For any login source to work, you usually have to tell it how to access the other system.  If the other system uses MySQL, you'll have to enter its connection information, for example.  If you want to use LDAP, you'll have to enter the connection information for that.  You can then check the Enabled box on the login source (once you edit it), and move it up or down in the order of sources to try--you are allowed multiple sources, which our application will try in order until it finds a matching user.

CREATING A LOGIN SOURCE

To create a login source, your best bet is to make a copy of an existing source.  The connection files are located in /ac_global/loginsource.  Make a copy of vBulletin.php, for instance, and save it as something else.  Then change the value of $loginident to reflect the name you want this source to be called.  Whatever you use for the value of $loginident must also be used at the beginning of your class name; e.g., if your $loginident is assigned as "abc", then your class should be named "abcLoginSource".  The $loginvars variable defines which fields will be shown on the screen: your choices are host, user, pass, dbname, port, and basedn (the latter is for LDAP), and the list of what will be used is comma-separated.
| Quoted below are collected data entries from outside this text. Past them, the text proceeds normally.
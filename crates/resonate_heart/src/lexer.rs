//! Lexical analyser for HEART text.
//!
//! Whitespace and `//` comments are skipped. A `-` immediately followed by a
//! digit starts a negative number literal; otherwise it must be part of
//! `->`.

use crate::errors;
use crate::token::{HeartToken, Token};
use resonate_diagnostics::Diagnostic;
use resonate_source::{FileId, Span};

/// Lexes `source` into tokens ending with [`HeartToken::Eof`], stopping at
/// the first lexical error.
pub fn lex(source: &str, file: FileId) -> Result<Vec<Token>, Diagnostic> {
    let mut lexer = Lexer {
        source: source.as_bytes(),
        pos: 0,
        file,
    };
    lexer.lex_all()
}

struct Lexer<'a> {
    source: &'a [u8],
    pos: usize,
    file: FileId,
}

impl<'a> Lexer<'a> {
    fn lex_all(&mut self) -> Result<Vec<Token>, Diagnostic> {
        let mut tokens = Vec::new();
        loop {
            self.skip_whitespace_and_comments();
            if self.pos >= self.source.len() {
                tokens.push(Token {
                    kind: HeartToken::Eof,
                    span: self.span_from(self.pos),
                });
                return Ok(tokens);
            }
            tokens.push(self.next_token()?);
        }
    }

    fn peek(&self) -> u8 {
        self.peek_at(0)
    }

    fn peek_at(&self, offset: usize) -> u8 {
        self.source.get(self.pos + offset).copied().unwrap_or(0)
    }

    fn span_from(&self, start: usize) -> Span {
        Span::new(self.file, start as u32, self.pos as u32)
    }

    fn skip_whitespace_and_comments(&mut self) {
        loop {
            let c = self.peek();
            if c.is_ascii_whitespace() {
                self.pos += 1;
            } else if c == b'/' && self.peek_at(1) == b'/' {
                while self.pos < self.source.len() && self.peek() != b'\n' {
                    self.pos += 1;
                }
            } else {
                return;
            }
        }
    }

    fn eat_identifier_chars(&mut self) {
        while is_identifier_char(self.peek()) {
            self.pos += 1;
        }
    }

    fn next_token(&mut self) -> Result<Token, Diagnostic> {
        let start = self.pos;
        let c = self.peek();
        let kind = match c {
            b'$' | b'@' => {
                self.pos += 1;
                self.eat_identifier_chars();
                if self.pos == start + 1 {
                    return Err(errors::unexpected_character(c as char, self.span_from(start)));
                }
                if c == b'$' {
                    HeartToken::LocalName
                } else {
                    HeartToken::BlockLabel
                }
            }
            b'"' => self.lex_string(start)?,
            b'-' if self.peek_at(1).is_ascii_digit() => {
                self.pos += 1;
                self.lex_number()
            }
            b'-' if self.peek_at(1) == b'>' => {
                self.pos += 2;
                HeartToken::Arrow
            }
            b':' if self.peek_at(1) == b':' => {
                self.pos += 2;
                HeartToken::DoubleColon
            }
            c if c.is_ascii_digit() => self.lex_number(),
            c if is_identifier_start(c) => {
                self.eat_identifier_chars();
                HeartToken::Identifier
            }
            _ => {
                let kind = match c {
                    b'#' => HeartToken::Hash,
                    b'{' => HeartToken::LeftBrace,
                    b'}' => HeartToken::RightBrace,
                    b'(' => HeartToken::LeftParen,
                    b')' => HeartToken::RightParen,
                    b'[' => HeartToken::LeftBracket,
                    b']' => HeartToken::RightBracket,
                    b'<' => HeartToken::Less,
                    b'>' => HeartToken::Greater,
                    b',' => HeartToken::Comma,
                    b';' => HeartToken::Semicolon,
                    b':' => HeartToken::Colon,
                    b'.' => HeartToken::Dot,
                    b'=' => HeartToken::Equals,
                    b'?' => HeartToken::Question,
                    b'&' => HeartToken::Ampersand,
                    b'*' => HeartToken::Star,
                    b'/' => HeartToken::Slash,
                    _ => {
                        let ch = std::str::from_utf8(&self.source[start..])
                            .ok()
                            .and_then(|s| s.chars().next())
                            .unwrap_or('?');
                        self.pos += ch.len_utf8().max(1);
                        return Err(errors::unexpected_character(ch, self.span_from(start)));
                    }
                };
                self.pos += 1;
                kind
            }
        };
        Ok(Token {
            kind,
            span: self.span_from(start),
        })
    }

    fn lex_number(&mut self) -> HeartToken {
        let mut is_float = false;
        while self.peek().is_ascii_digit() {
            self.pos += 1;
        }
        if self.peek() == b'.' && self.peek_at(1).is_ascii_digit() {
            is_float = true;
            self.pos += 1;
            while self.peek().is_ascii_digit() {
                self.pos += 1;
            }
        }
        if matches!(self.peek(), b'e' | b'E') {
            let sign = usize::from(matches!(self.peek_at(1), b'+' | b'-'));
            if self.peek_at(1 + sign).is_ascii_digit() {
                is_float = true;
                self.pos += 1 + sign;
                while self.peek().is_ascii_digit() {
                    self.pos += 1;
                }
            }
        }
        match self.peek() {
            b'f' if is_float => {
                self.pos += 1;
                HeartToken::Float
            }
            b'L' if !is_float => {
                self.pos += 1;
                HeartToken::Integer
            }
            _ if is_float => HeartToken::Float,
            _ => HeartToken::Integer,
        }
    }

    fn lex_string(&mut self, start: usize) -> Result<HeartToken, Diagnostic> {
        self.pos += 1;
        loop {
            if self.pos >= self.source.len() || self.peek() == b'\n' {
                return Err(errors::unterminated_string(self.span_from(start)));
            }
            match self.peek() {
                b'"' => {
                    self.pos += 1;
                    return Ok(HeartToken::StringLiteral);
                }
                b'\\' => self.pos = (self.pos + 2).min(self.source.len()),
                _ => self.pos += 1,
            }
        }
    }
}

fn is_identifier_start(c: u8) -> bool {
    c.is_ascii_alphabetic() || c == b'_'
}

fn is_identifier_char(c: u8) -> bool {
    c.is_ascii_alphanumeric() || c == b'_'
}

/// Decodes the text of a string literal token, quotes included.
pub fn unescape_string(text: &str) -> String {
    let inner = text
        .strip_prefix('"')
        .and_then(|t| t.strip_suffix('"'))
        .unwrap_or(text);
    let mut out = String::with_capacity(inner.len());
    let mut chars = inner.chars();
    while let Some(c) = chars.next() {
        if c != '\\' {
            out.push(c);
            continue;
        }
        match chars.next() {
            Some('n') => out.push('\n'),
            Some('t') => out.push('\t'),
            Some('r') => out.push('\r'),
            Some('0') => out.push('\0'),
            Some(other) => out.push(other),
            None => out.push('\\'),
        }
    }
    out
}

/// Encodes a string as a HEART string literal.
pub fn escape_string(text: &str) -> String {
    let mut out = String::with_capacity(text.len() + 2);
    out.push('"');
    for c in text.chars() {
        match c {
            '"' => out.push_str("\\\""),
            '\\' => out.push_str("\\\\"),
            '\n' => out.push_str("\\n"),
            '\t' => out.push_str("\\t"),
            '\r' => out.push_str("\\r"),
            '\0' => out.push_str("\\0"),
            other => out.push(other),
        }
    }
    out.push('"');
    out
}

#[cfg(test)]
mod tests {
    use super::*;

    fn kinds(source: &str) -> Vec<HeartToken> {
        lex(source, FileId::from_raw(0))
            .unwrap()
            .into_iter()
            .map(|t| t.kind)
            .collect()
    }

    #[test]
    fn punctuation_and_names() {
        use HeartToken::*;
        assert_eq!(
            kinds("node osc = Synth::Osc[2];"),
            vec![
                Identifier, Identifier, Equals, Identifier, DoubleColon, Identifier, LeftBracket,
                Integer, RightBracket, Semicolon, Eof
            ]
        );
        assert_eq!(kinds("$x @loop ->"), vec![LocalName, BlockLabel, Arrow, Eof]);
    }

    #[test]
    fn numbers() {
        use HeartToken::*;
        assert_eq!(kinds("1 1L -3 1.5 1.5f 1e-7 2.0e10f"), vec![
            Integer, Integer, Integer, Float, Float, Float, Float, Eof
        ]);
    }

    #[test]
    fn number_spans_include_suffix() {
        let source = "-12L;";
        let tokens = lex(source, FileId::from_raw(0)).unwrap();
        let span = tokens[0].span;
        assert_eq!(&source[span.start as usize..span.end as usize], "-12L");
    }

    #[test]
    fn comments_are_skipped() {
        use HeartToken::*;
        assert_eq!(kinds("advance; // tick\n}"), vec![Identifier, Semicolon, RightBrace, Eof]);
    }

    #[test]
    fn strings() {
        let source = r#""a \"quoted\" word""#;
        let tokens = lex(source, FileId::from_raw(0)).unwrap();
        assert_eq!(tokens[0].kind, HeartToken::StringLiteral);
        assert_eq!(unescape_string(source), "a \"quoted\" word");
        assert_eq!(escape_string("tab\there"), "\"tab\\there\"");
        assert_eq!(unescape_string(&escape_string("x\\y\n")), "x\\y\n");
    }

    #[test]
    fn errors() {
        let err = lex("input %", FileId::from_raw(0)).unwrap_err();
        assert_eq!(err.code, errors::P001);
        assert_eq!(err.primary_span.start, 6);
        let err = lex("\"open", FileId::from_raw(0)).unwrap_err();
        assert_eq!(err.code, errors::P002);
    }
}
There are three functions you need to change:

- connect() will connect our application to the external system.  The member variable $this->source is an array you can use to access things like the host name and port number, but you will need to modify the connect method to do whatever you need with that information to actually contact the other system.

- info($user) will return information on the username given.  The return value should be an array, and it should contain four keys: "username", "first_name", "last_name", and "email".  The reason for naming them so is because those are precisely the columns which we will be synchronizing in our application inside the acp_globalauth table.

- authok($user, $pass) will return true or false based on the given username and password.  True should indicate that this user could log into the external system, and false conversely will indicate that the user could not.